### PROBLEM DESCRIPTION:
If a line in the data below includes the string "module", please return a copy of it.

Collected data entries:
// Copyright (c) 2025 The OMNIBUS developers. All rights reserved.

//! Seeded constraint-drawing source for randomized transfer fields.
//!
//! The field domains here are small and fully known, so a draw
//! enumerates the legal values under the caller's predicate and picks
//! one with a seeded generator. The set of legal values is deterministic;
//! the choice within it is deterministic per seed.

use rand::rngs::StdRng;
use rand::seq::SliceRandom;
use rand::{Rng, RngCore, SeedableRng};

use crate::error::ProtocolError;
use crate::transfer::TransferSize;

pub struct FieldDraw {
    rng: StdRng,
}

impl FieldDraw {
    #[must_use]
    pub fn new(seed: u64) -> Self {
        Self {
            rng: StdRng::seed_from_u64(seed),
        }
    }

    /// Draw one value from `domain` satisfying `predicate`.
    ///
    /// Fails with [`ProtocolError::ConstraintUnsatisfiable`] naming the
    /// field when the predicate admits no value. Nothing is drawn from
    /// the generator in that case, so a failing draw never perturbs the
    /// seeded stream.
    pub fn draw<T, P>(&mut self, field: &str, domain: &[T], predicate: P) -> Result<T, ProtocolError>
    where
        T: Copy,
        P: Fn(&T) -> bool,
    {
        let legal: Vec<T> = domain.iter().copied().filter(|v| predicate(v)).collect();
        match legal.choose(&mut self.rng) {
            Some(value) => Ok(*value),
            None => Err(ProtocolError::ConstraintUnsatisfiable(field.to_string())),
        }
    }

    /// Draw a read/write direction.
    pub fn draw_bool(&mut self) -> bool {
        self.rng.r#gen()
    }

    /// Draw an address aligned to the given transfer size.
    pub fn draw_addr(&mut self, size: TransferSize) -> u32 {
        self.rng.next_u32() & !(size.bytes() as u32 - 1)
    }
}

#[cfg(test)]
mod tests {
    use super::*;
    use crate::transfer::BurstCode;

    #[test]
    fn same_seed_same_stream() {
        let mut a = FieldDraw::new(42);
        let mut b = FieldDraw::new(42);

        for _ in 0..32 {
            let code_a = a.draw("burst", &BurstCode::ALL, |_| true).unwrap();
            let code_b = b.draw("burst", &BurstCode::ALL, |_| true).unwrap();
            assert_eq!(code_a, code_b);
            assert_eq!(a.draw_bool(), b.draw_bool());
            assert_eq!(
                a.draw_addr(TransferSize::Word),
                b.draw_addr(TransferSize::Word)
            );
        }
    }

    #[test]
    fn predicate_restricts_domain() {
        let mut draw = FieldDraw::new(7);
        for _ in 0..64 {
            let code = draw
                .draw("burst", &BurstCode::ALL, |code| *code != BurstCode::Single)
                .unwrap();
            assert_ne!(code, BurstCode::Single);
        }
    }

    #[test]
    fn empty_domain_is_unsatisfiable() {
        let mut draw = FieldDraw::new(7);
        let result = draw.draw("trans", &BurstCode::ALL, |_| false);
        assert_eq!(
            result,
            Err(ProtocolError::ConstraintUnsatisfiable("trans".to_string()))
        );
    }

    #[test]
    fn drawn_addresses_are_aligned() {
        let mut draw = FieldDraw::new(99);
        for size in TransferSize::ALL {
            for _ in 0..16 {
                let addr = draw.draw_addr(size);
                assert_eq!(addr as usize % size.bytes(), 0);
            }
        }
    }
}
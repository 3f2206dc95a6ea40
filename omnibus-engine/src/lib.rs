// Copyright (c) 2025 The OMNIBUS developers. All rights reserved.

#![doc(test(attr(warn(unused))))]

//! `OMNIBUS` engine
//!
//! This library provides the core of the OMNIBUS [engine](crate::engine) which
//! executes event driven asynchronous simulation components, such as the bus
//! stimulus models in `omnibus-ahb`.
//!
//! Components implement [`Runnable`](crate::traits::Runnable) and are
//! registered with the [`Engine`](crate::engine::Engine) which spawns their
//! `run()` functions when the simulation starts. Objects move between
//! components through one-deep rendezvous [ports](crate::port) and time is
//! modelled with [clocks](crate::time::clock) requested from the engine.
//!
//! # Simple Application
//!
//! A very simple application would look like:
//!
//! ```rust
//! use omnibus_engine::engine::Engine;
//! use omnibus_engine::port::{InPort, OutPort};
//! use omnibus_engine::run_simulation;
//!
//! let mut engine = Engine::default();
//! let top = engine.top().clone();
//!
//! let in_port: InPort<i32> = InPort::new(&top, "rx");
//! let mut out_port: OutPort<i32> = OutPort::new(&top, "tx");
//! out_port.connect(in_port.state()).unwrap();
//!
//! engine.spawn(async move {
//!     out_port.put(7)?.await;
//!     Ok(())
//! });
//! engine.spawn(async move {
//!     let value = in_port.get()?.await;
//!     assert_eq!(value, 7);
//!     Ok(())
//! });
//! run_simulation!(engine);
//! ```
//!
//! Simulations can be run as purely event driven (where one event triggers one
//! or more others) or the use of clocks can be introduced to model time. The
//! combination of both is the most common.

pub mod engine;
pub mod executor;
pub mod port;
pub mod test_helpers;
pub mod time;
pub mod traits;
pub mod types;

#[macro_export]
/// Spawn all component run() functions and then run the simulation.
macro_rules! run_simulation {
    ($engine:ident) => {
        $engine.run().unwrap();
    };
    ($engine:ident, $expect:expr) => {
        match $engine.run() {
            Ok(()) => panic!("Expected an error!"),
            Err(e) => assert_eq!(format!("{e}").as_str(), $expect),
        }
    };
}
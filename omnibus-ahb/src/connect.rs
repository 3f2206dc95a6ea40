// Copyright (c) 2025 The OMNIBUS developers. All rights reserved.

//! Helper connection macros

pub use paste::paste;

#[macro_export]
/// Connect an [OutPort](omnibus_engine::port::OutPort) of one component to
/// an [InPort](omnibus_engine::port::InPort) of another.
///
/// Expands to `from.connect_port_<name>(to.port_<name>())` and evaluates
/// to the [SimResult](omnibus_engine::types::SimResult) of the connection.
macro_rules! connect_port {
    ($from:expr, $from_port_name:ident => $to:expr, $to_port_name:ident) => {{
        omnibus_track::debug!($from.entity() ; "Connect {}.{} => {}.{}", $from, stringify!($from_port_name), $to, stringify!($to_port_name));
        $crate::connect::paste! {
            $from.[< connect_port_ $from_port_name >]($to.[< port_ $to_port_name >]())
        }
    }};
}

#[macro_export]
/// Connect a tx port stored in a `RefCell<Option<>>`.
macro_rules! connect_tx {
    ($component:expr, $fn:ident ; $port_state:ident) => {
        $component.borrow_mut().as_mut().unwrap().$fn($port_state)
    };
}

#[macro_export]
/// Access an rx port stored in a `RefCell<Option<>>`.
macro_rules! port_rx {
    ($component:expr, $fn:ident) => {
        $component.borrow().as_ref().unwrap().$fn()
    };
}

#[macro_export]
/// Take a variable out of a `RefCell<Option<>>`.
macro_rules! take_option {
    ($var:expr) => {
        $var.borrow_mut().take().unwrap()
    };
}
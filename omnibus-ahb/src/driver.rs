// Copyright (c) 2025 The OMNIBUS developers. All rights reserved.

//! The bus driver.
//!
//! The driver is the consumer end of the generator handshake. It accepts
//! one transfer, holds it for one HCLK tick to model the address phase,
//! records it and only then releases the producer, so at most one
//! transfer is ever in flight.
//!
//! # Ports
//!
//! This component has:
//!  - One [input port](omnibus_engine::port::InPort): `rx`

use std::cell::RefCell;
use std::rc::Rc;

use async_trait::async_trait;
use omnibus_engine::engine::Engine;
use omnibus_engine::port::{InPort, PortStateResult};
use omnibus_engine::time::clock::Clock;
use omnibus_engine::traits::Runnable;
use omnibus_engine::types::{SimError, SimResult};
use omnibus_model_builder::EntityDisplay;
use omnibus_track::entity::Entity;
use omnibus_track::enter;
use omnibus_track::id::Unique;

use crate::transfer::Transfer;
use crate::{port_rx, take_option};

#[derive(EntityDisplay)]
pub struct BusDriver {
    entity: Rc<Entity>,
    clock: Clock,
    rx: RefCell<Option<InPort<Transfer>>>,
    driven: Rc<RefCell<Vec<Transfer>>>,
}

impl BusDriver {
    pub fn new_and_register(
        engine: &Engine,
        clock: &Clock,
        parent: &Rc<Entity>,
        name: &str,
    ) -> Result<Rc<Self>, SimError> {
        let entity = Rc::new(Entity::new(parent, name));
        let rx = InPort::new(&entity, "rx");
        let rc_self = Rc::new(Self {
            entity,
            clock: clock.clone(),
            rx: RefCell::new(Some(rx)),
            driven: Rc::new(RefCell::new(Vec::new())),
        });
        engine.register(rc_self.clone());
        Ok(rc_self)
    }

    #[must_use]
    pub fn entity(&self) -> &Rc<Entity> {
        &self.entity
    }

    pub fn port_rx(&self) -> PortStateResult<Transfer> {
        port_rx!(self.rx, state)
    }

    /// The transfers accepted so far, in acceptance order.
    #[must_use]
    pub fn driven(&self) -> Rc<RefCell<Vec<Transfer>>> {
        self.driven.clone()
    }

    #[must_use]
    pub fn num_driven(&self) -> usize {
        self.driven.borrow().len()
    }
}

#[async_trait(?Send)]
impl Runnable for BusDriver {
    async fn run(&self) -> SimResult {
        let rx = take_option!(self.rx);
        loop {
            let transfer = rx.start_get()?.await;

            // One bus cycle per accepted transfer
            self.clock.wait_ticks(1).await;

            enter!(self.entity ; transfer.id());
            self.driven.borrow_mut().push(transfer);
            rx.finish_get();
        }
    }
}
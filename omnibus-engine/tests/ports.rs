// Copyright (c) 2025 The OMNIBUS developers. All rights reserved.

use futures::select;
use omnibus_engine::port::{InPort, OutPort};
use omnibus_engine::run_simulation;
use omnibus_engine::test_helpers::start_test;

#[test]
fn put_get_synced() {
    let mut engine = start_test(file!());

    let mut tx_port = OutPort::new(engine.top(), "tx");
    let rx_port = InPort::new(engine.top(), "rx");

    tx_port.connect(rx_port.state()).unwrap();

    {
        let clock = engine.default_clock();
        engine.spawn(async move {
            // Do put before any gets happen
            tx_port.put(1)?.await;

            // The `put()` should not have completed until the matching `get()` happens
            assert!(clock.time_now_ns() == 1.0);

            tx_port.put(2)?.await;
            Ok(())
        });
    }

    {
        let clock = engine.default_clock();
        engine.spawn(async move {
            clock.wait_ticks(1).await;
            let i = rx_port.get()?.await;
            assert_eq!(i, 1);
            let i = rx_port.get()?.await;
            assert_eq!(i, 2);

            // Time should not change for any other reason than the `wait_ticks()`
            assert!(clock.time_now_ns() == 1.0);

            Ok(())
        });
    }

    run_simulation!(engine);

    assert_eq!(engine.time_now_ns(), 1.0);
}

/// A `put()` must be held until the matching `finish_get()`, not just until the
/// `start_get()` that accepted the value.
#[test]
fn start_get_holds_producer() {
    let mut engine = start_test(file!());

    let mut tx_port = OutPort::new(engine.top(), "tx");
    let rx_port = InPort::new(engine.top(), "rx");

    tx_port.connect(rx_port.state()).unwrap();

    {
        let clock = engine.default_clock();
        engine.spawn(async move {
            tx_port.put(1)?.await;
            assert_eq!(clock.time_now_ns(), 2.0);

            tx_port.put(2)?.await;
            assert_eq!(clock.time_now_ns(), 4.0);
            Ok(())
        });
    }

    {
        let clock = engine.default_clock();
        engine.spawn(async move {
            for expected in 1..=2 {
                let i = rx_port.start_get()?.await;
                assert_eq!(i, expected);

                // Model two ticks of processing before releasing the producer
                clock.wait_ticks(2).await;
                rx_port.finish_get();
            }
            Ok(())
        });
    }

    run_simulation!(engine);

    assert_eq!(engine.time_now_ns(), 4.0);
}

#[test]
fn select_on_ports() {
    let mut engine = start_test(file!());

    let mut tx_port1 = OutPort::new(engine.top(), "tx1");
    let rx_port1 = InPort::new(engine.top(), "rx1");
    tx_port1.connect(rx_port1.state()).unwrap();

    let mut tx_port2 = OutPort::new(engine.top(), "tx2");
    let rx_port2 = InPort::new(engine.top(), "rx2");
    tx_port2.connect(rx_port2.state()).unwrap();

    engine.spawn(async move {
        tx_port1.put(1)?.await;
        Ok(())
    });
    engine.spawn(async move {
        tx_port2.put(2)?.await;
        Ok(())
    });

    engine.spawn(async move {
        let mut rx1 = rx_port1.get()?;
        let mut rx2 = rx_port2.get()?;

        let mut received = Vec::new();
        while received.len() < 2 {
            let i = select! {
                a = rx1 => {
                    rx1 = rx_port1.get()?;
                    a
                }
                b = rx2 => {
                    rx2 = rx_port2.get()?;
                    b
                }
            };
            received.push(i);
        }

        received.sort();
        // Both values should be received, in either order
        assert_eq!(received, [1, 2]);
        Ok(())
    });

    run_simulation!(engine);
}
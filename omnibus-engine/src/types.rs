// Copyright (c) 2025 The OMNIBUS developers. All rights reserved.

//! Shared types.

use std::error::Error;
use std::fmt;
use std::rc::Rc;

use crate::traits::Runnable;

/// The type of a component that can be registered with the `Engine` so that it
/// will automatically be spawned.
pub type Component = Rc<dyn Runnable + 'static>;

// Simulation errors

#[macro_export]
/// Build a [SimError] from a message that supports `to_string`
macro_rules! sim_error {
    ($msg:expr) => {
        Err($crate::types::SimError($msg.to_string()))
    };
}

/// The `SimError` is what should be returned in the case of an error
#[derive(Debug)]
pub struct SimError(pub String);

impl fmt::Display for SimError {
    fn fmt(&self, f: &mut fmt::Formatter) -> fmt::Result {
        write!(f, "Error: {}", self.0)
    }
}

impl Error for SimError {}

/// The SimResult is the return type for most simulation functions
pub type SimResult = Result<(), SimError>;

/// Generic access types
#[derive(Copy, Clone, Debug, Default, PartialEq)]
pub enum AccessType {
    #[default]
    Read,
    Write,
    Control,
}

impl fmt::Display for AccessType {
    fn fmt(&self, f: &mut fmt::Formatter) -> fmt::Result {
        match self {
            AccessType::Read => {
                write!(f, "Read")
            }
            AccessType::Write => {
                write!(f, "Write")
            }
            AccessType::Control => {
                write!(f, "Control")
            }
        }
    }
}
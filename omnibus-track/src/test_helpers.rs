// Copyright (c) 2025 The OMNIBUS developers. All rights reserved.

//! This module provides helper functions for testing logging output
//!
//! The aim of this module is to provide commonly-used functions that enable the
//! testing of the output that should appear from logging macros. Each test
//! builds its own [`TestTracker`], so tests are free to run in parallel.

use core::sync::atomic::Ordering;
use std::sync::Mutex;
use std::sync::atomic::AtomicU64;

use regex::Regex;

use crate::{Id, Track};

/// A tracker that keeps track events.
pub struct TestTracker {
    events: Mutex<Vec<String>>,

    unique_id: AtomicU64,
}

impl TestTracker {
    /// Create a new [`Tracker`](crate::Tracker) for the tests.
    ///
    /// This keeps the track events in memory for checking later.
    #[must_use]
    pub fn new(initial_id: u64) -> Self {
        Self {
            events: Mutex::new(Vec::new()),
            unique_id: AtomicU64::new(initial_id),
        }
    }

    fn add_event(&self, event: String) {
        println!("{event}");
        let mut events = self.events.lock().unwrap();
        events.push(event);
    }
}

impl Track for TestTracker {
    fn unique_id(&self) -> Id {
        let id = self.unique_id.fetch_add(1, Ordering::SeqCst);
        Id(id)
    }

    fn is_entity_enabled(&self, _id: Id, _level: log::Level) -> bool {
        true
    }

    fn add_entity(&self, _id: Id, _entity_name: &str) {
        // Do nothing
    }

    fn enter(&self, id: Id, item: Id) {
        self.add_event(format!("{id}: {item} entered"));
    }

    fn exit(&self, id: Id, item: Id) {
        self.add_event(format!("{id}: {item} exited"));
    }

    fn create(&self, created_by: Id, id: Id, num_bytes: usize, req_type: i8, name: &str) {
        self.add_event(format!(
            "{created_by}: created {id}, {name}, {req_type}, {num_bytes} bytes"
        ));
    }

    fn destroy(&self, destroyed_by: Id, id: Id) {
        self.add_event(format!("{destroyed_by}: destroyed {id}"));
    }

    fn connect(&self, connect_from: Id, connect_to: Id) {
        self.add_event(format!("{connect_from}: connect to {connect_to}"));
    }

    fn log(&self, id: Id, level: log::Level, msg: std::fmt::Arguments) {
        self.add_event(format!("{id}:{level}: {msg}"));
    }

    fn time(&self, set_by: Id, time_ns: f64) {
        self.add_event(format!("{set_by}: set time {time_ns:.1}ns"));
    }

    fn shutdown(&self) {
        // Do nothing
    }
}

/// Initialise the tracking system for tests
///
/// Creates a [`TestTracker`] that records all _track_ events in memory so that
/// they can be checked with [`check_and_clear`].
///
/// # Arguments
///
/// * `start_id` - The ID value to be set as the starting value
///
/// # Examples
///
/// ```
/// use omnibus_track::test_helpers;
///
/// let (test_tracker, tracker) = omnibus_track::test_init!(10);
/// let top = omnibus_track::entity::toplevel(&tracker, "top");
/// test_helpers::check_and_clear(&test_tracker, &["0: created 10, top"]);
/// ```
#[macro_export]
macro_rules! test_init {
    ($start_id:expr) => {{
        let test_tracker = std::sync::Arc::new($crate::test_helpers::TestTracker::new($start_id));
        let tracker: $crate::Tracker = test_tracker.clone();
        (test_tracker, tracker)
    }};
}

/// Check and clear the _trace_ and _log_ output
///
/// This function asserts that the logging output lines seen since the start or
/// the last time this function was called are expected. The
/// [test_init](macro.test_init.html) macro must have been called before this
/// function can be used.
///
/// It then also clears both the _trace_ and _log_ output recorded so far.
///
/// # Arguments
///
/// * `tracker`  - A reference to the [`TestTracker`] being used in the test.
///   This will have been keeping track of the trace and log events seen since
///   it was created or last cleared.
/// * `expected` - An array of expected regular expressions that the logging
///   output will be matched against.
pub fn check_and_clear(tracker: &TestTracker, expected: &[&str]) {
    let mut log_contents_ref = tracker.events.lock().unwrap();

    println!("Checking {:?} matches {:?}", expected, *log_contents_ref);

    // Check that there are the same number of strings produced as expected
    let num_strings = expected.len();
    assert_eq!(num_strings, log_contents_ref.len());

    for i in 0..num_strings {
        let log_expect = expected[i];
        let re = Regex::new(log_expect).unwrap();
        let actual = &(*log_contents_ref[i]);
        println!("Checking {i}: {log_expect:?} matches {actual:?}");
        assert!(re.is_match(actual));
    }

    log_contents_ref.clear();
}
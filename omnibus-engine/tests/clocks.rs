// Copyright (c) 2025 The OMNIBUS developers. All rights reserved.

use std::cell::RefCell;
use std::rc::Rc;

use omnibus_engine::test_helpers::start_test;

/// Test that runs different clocks that add to a shared vector and then checks
/// that everything has been done in the correct order and at the right times.
#[test]
fn dual_clock() {
    let mut engine = start_test(file!());

    let mhz1 = 1000.0;
    let mhz2 = 1800.0;

    let clk1 = engine.clock_mhz(mhz1);
    let clk2 = engine.clock_mhz(mhz2);

    let all_values = Rc::new(RefCell::new(Vec::new()));

    let values = all_values.clone();
    engine.spawn(async move {
        for _ in 0..5 {
            clk1.wait_ticks(1).await;
            values.borrow_mut().push((1, clk1.time_now_ns()));
        }
        Ok(())
    });

    let values = all_values.clone();
    engine.spawn(async move {
        for _ in 0..5 {
            clk2.wait_ticks(1).await;
            values.borrow_mut().push((2, clk2.time_now_ns()));
        }
        Ok(())
    });

    engine.run().unwrap();

    let ns1 = 1000.0 / mhz1;
    let ns2 = 1000.0 / mhz2;
    assert_eq!(
        vec![
            (2, 1.0 * ns2),
            (1, 1.0 * ns1),
            (2, 2.0 * ns2),
            (2, 3.0 * ns2),
            (1, 2.0 * ns1),
            (2, 4.0 * ns2),
            (2, 5.0 * ns2),
            (1, 3.0 * ns1),
            (1, 4.0 * ns1),
            (1, 5.0 * ns1),
        ],
        *all_values.borrow()
    );
}

/// A single task waiting repeatedly on one clock advances time tick by tick.
#[test]
fn single_clock_ticks() {
    let mut engine = start_test(file!());

    let clk = engine.default_clock();
    engine.spawn(async move {
        for tick in 1..=5u64 {
            clk.wait_ticks(1).await;
            assert_eq!(clk.tick_now().tick(), tick);
        }
        Ok(())
    });

    engine.run().unwrap();

    assert_eq!(engine.time_now_ns(), 5.0);
}
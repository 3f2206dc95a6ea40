// Copyright (c) 2025 The OMNIBUS developers. All rights reserved.

use std::sync::{Arc, Mutex};

pub use log;

use crate::tracker::{EntityManager, Track};
use crate::{Id, SharedWriter, Writer};

/// A simple text logger to output messages to a Writer.
pub struct TextTracker {
    entity_manager: EntityManager,

    /// Writer to which all _track_ events will be written.
    writer: SharedWriter,
}

impl TextTracker {
    /// Create a new [`TextTracker`] with an [`EntityManager`].
    pub fn new(entity_manager: EntityManager, writer: Writer) -> Self {
        Self {
            entity_manager,
            writer: Arc::new(Mutex::new(writer)),
        }
    }
}

/// Implementation for each [`Track`] event
impl Track for TextTracker {
    fn unique_id(&self) -> Id {
        self.entity_manager.unique_id()
    }

    fn is_entity_enabled(&self, id: Id, level: log::Level) -> bool {
        self.entity_manager.is_enabled(id, level)
    }

    fn add_entity(&self, id: Id, entity_name: &str) {
        self.entity_manager.add_entity(id, entity_name);
    }

    fn enter(&self, id: Id, object: Id) {
        self.writer
            .lock()
            .unwrap()
            .write_all(format!("{id}: enter {object}\n").as_bytes())
            .unwrap();
    }

    fn exit(&self, id: Id, object: Id) {
        self.writer
            .lock()
            .unwrap()
            .write_all(format!("{id}: exit {object}\n").as_bytes())
            .unwrap();
    }

    fn create(&self, created_by: Id, id: Id, num_bytes: usize, req_type: i8, name: &str) {
        self.writer
            .lock()
            .unwrap()
            .write_all(
                format!("{created_by}: created {id}, {name}, {req_type}, {num_bytes} bytes\n")
                    .as_bytes(),
            )
            .unwrap();
    }

    fn destroy(&self, destroyed_by: Id, id: Id) {
        self.writer
            .lock()
            .unwrap()
            .write_all(format!("{destroyed_by}: destroyed {id}\n").as_bytes())
            .unwrap();
    }

    fn connect(&self, connect_from: Id, connect_to: Id) {
        self.writer
            .lock()
            .unwrap()
            .write_all(format!("{connect_from}: connect to {connect_to}\n").as_bytes())
            .unwrap();
    }

    fn log(&self, id: Id, level: log::Level, msg: std::fmt::Arguments) {
        self.writer
            .lock()
            .unwrap()
            .write_all(format!("{id}:{level}: {msg}\n").as_bytes())
            .unwrap();
    }

    fn time(&self, set_by: Id, time_ns: f64) {
        self.writer
            .lock()
            .unwrap()
            .write_all(format!("{set_by}: set time to {time_ns:.1}ns\n").as_bytes())
            .unwrap();
    }

    fn shutdown(&self) {
        self.writer.lock().unwrap().flush().unwrap();
    }
}
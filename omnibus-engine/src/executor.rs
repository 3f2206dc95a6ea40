// Copyright (c) 2025 The OMNIBUS developers. All rights reserved.

//! Single-threaded cooperative executor for simulation tasks.
//!
//! Tasks are polled until none of them can make progress, at which point time
//! is advanced to the next scheduled clock edge. The simulation finishes when
//! there are no runnable tasks and no clock has anything scheduled.

use std::cell::RefCell;
use std::future::Future;
use std::pin::Pin;
use std::rc::Rc;
use std::task::{Context, Poll, RawWaker, RawWakerVTable, Waker};

use omnibus_track::entity::Entity;

use crate::time::clock::Clock;
use crate::time::simtime::SimTime;
use crate::types::SimResult;

fn no_op(_: *const ()) {}

fn task_raw_waker(task: Rc<Task>) -> RawWaker {
    let vtable = &RawWakerVTable::new(clone_raw_waker, wake_task, no_op, no_op);
    let ptr = Rc::into_raw(task) as *const ();
    RawWaker::new(ptr, vtable)
}

fn waker_for_task(task: Rc<Task>) -> Waker {
    unsafe { Waker::from_raw(task_raw_waker(task)) }
}

unsafe fn clone_raw_waker(data: *const ()) -> RawWaker {
    unsafe {
        // Tasks are always wrapped in a reference counter to allow them to be shared
        // read-only.
        let rc_task = Rc::from_raw(data as *const Task);
        let clone = rc_task.clone();
        let vtable = &RawWakerVTable::new(clone_raw_waker, wake_task, no_op, no_op);
        let ptr = Rc::into_raw(clone) as *const ();
        RawWaker::new(ptr, vtable)
    }
}

unsafe fn wake_task(data: *const ()) {
    unsafe {
        // Tasks are always wrapped in a reference counter to allow them to be shared
        // read-only.
        let rc_task = Rc::from_raw(data as *const Task);
        let cloned = rc_task.clone();
        rc_task.executor_state.new_tasks.borrow_mut().push(cloned);
    }
}

struct Task {
    future: RefCell<Pin<Box<dyn Future<Output = SimResult>>>>,
    executor_state: Rc<ExecutorState>,
}

impl Task {
    pub fn new(
        future: impl Future<Output = SimResult> + 'static,
        executor_state: Rc<ExecutorState>,
    ) -> Task {
        Task {
            future: RefCell::new(Box::pin(future)),
            executor_state,
        }
    }

    fn poll(&self, context: &mut Context) -> Poll<SimResult> {
        self.future.borrow_mut().as_mut().poll(context)
    }
}

struct ExecutorState {
    task_queue: RefCell<Vec<Rc<Task>>>,
    new_tasks: RefCell<Vec<Rc<Task>>>,
    time: RefCell<SimTime>,
}

impl ExecutorState {
    pub fn new(top: &Rc<Entity>) -> Self {
        Self {
            task_queue: RefCell::new(Vec::new()),
            new_tasks: RefCell::new(Vec::new()),
            time: RefCell::new(SimTime::new(top)),
        }
    }
}

/// Single-threaded executor
///
/// This is a thin-wrapper (using [`Rc`]) around the real executor, so that this
/// struct can be cloned and passed around.
///
/// See the [module documentation] for more details.
///
/// [module documentation]: index.html
#[derive(Clone)]
pub struct Executor {
    pub entity: Rc<Entity>,
    state: Rc<ExecutorState>,
}

impl Executor {
    pub fn spawn(&self, future: impl Future<Output = SimResult> + 'static) {
        self.state
            .new_tasks
            .borrow_mut()
            .push(Rc::new(Task::new(future, self.state.clone())));
    }

    pub fn run(&self) -> SimResult {
        loop {
            self.step()?;

            if self.state.new_tasks.borrow().is_empty() {
                if let Some(wakers) = self.state.time.borrow_mut().advance_time() {
                    // No events left, advance time
                    for waker in wakers.into_iter() {
                        waker.wake();
                    }
                } else {
                    break;
                }
            }
        }
        Ok(())
    }

    pub fn step(&self) -> SimResult {
        // Append new tasks created since the last step into the task queue
        let mut task_queue = self.state.task_queue.borrow_mut();
        task_queue.append(&mut self.state.new_tasks.borrow_mut());

        // Loop over all tasks, polling them. If a task is not ready it will
        // have parked itself waiting on a clock or a port.
        for task in task_queue.drain(..) {
            let waker = waker_for_task(task.clone());
            let mut context = Context::from_waker(&waker);

            match task.poll(&mut context) {
                Poll::Ready(Err(e)) => {
                    // Error - return early
                    return Err(e);
                }
                Poll::Ready(Ok(())) => {
                    // Otherwise, drop task as it is complete
                }
                Poll::Pending => {
                    // Task will have parked itself waiting somewhere
                }
            }
        }
        Ok(())
    }

    pub fn get_clock(&self, freq_mhz: f64) -> Clock {
        self.state.time.borrow_mut().get_clock(freq_mhz)
    }

    pub fn time_now_ns(&self) -> f64 {
        self.state.time.borrow().time_now_ns()
    }
}

/// `Spawner` spawns new futures into the executor.
#[derive(Clone)]
pub struct Spawner {
    state: Rc<ExecutorState>,
}

impl Spawner {
    pub fn spawn(&self, future: impl Future<Output = SimResult> + 'static) {
        self.state
            .new_tasks
            .borrow_mut()
            .push(Rc::new(Task::new(future, self.state.clone())));
    }
}

pub fn new_executor_and_spawner(top: &Rc<Entity>) -> (Executor, Spawner) {
    let state = Rc::new(ExecutorState::new(top));
    let entity = Rc::new(Entity::new(top, "executor"));
    (
        Executor {
            entity,
            state: state.clone(),
        },
        Spawner { state },
    )
}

### RESPONSE TO THIS EXERCISE:
//! This module provides helper functions for testing logging output
//! The aim of this module is to provide commonly-used functions that enable the
/// See the [module documentation] for more details.
/// [module documentation]: index.html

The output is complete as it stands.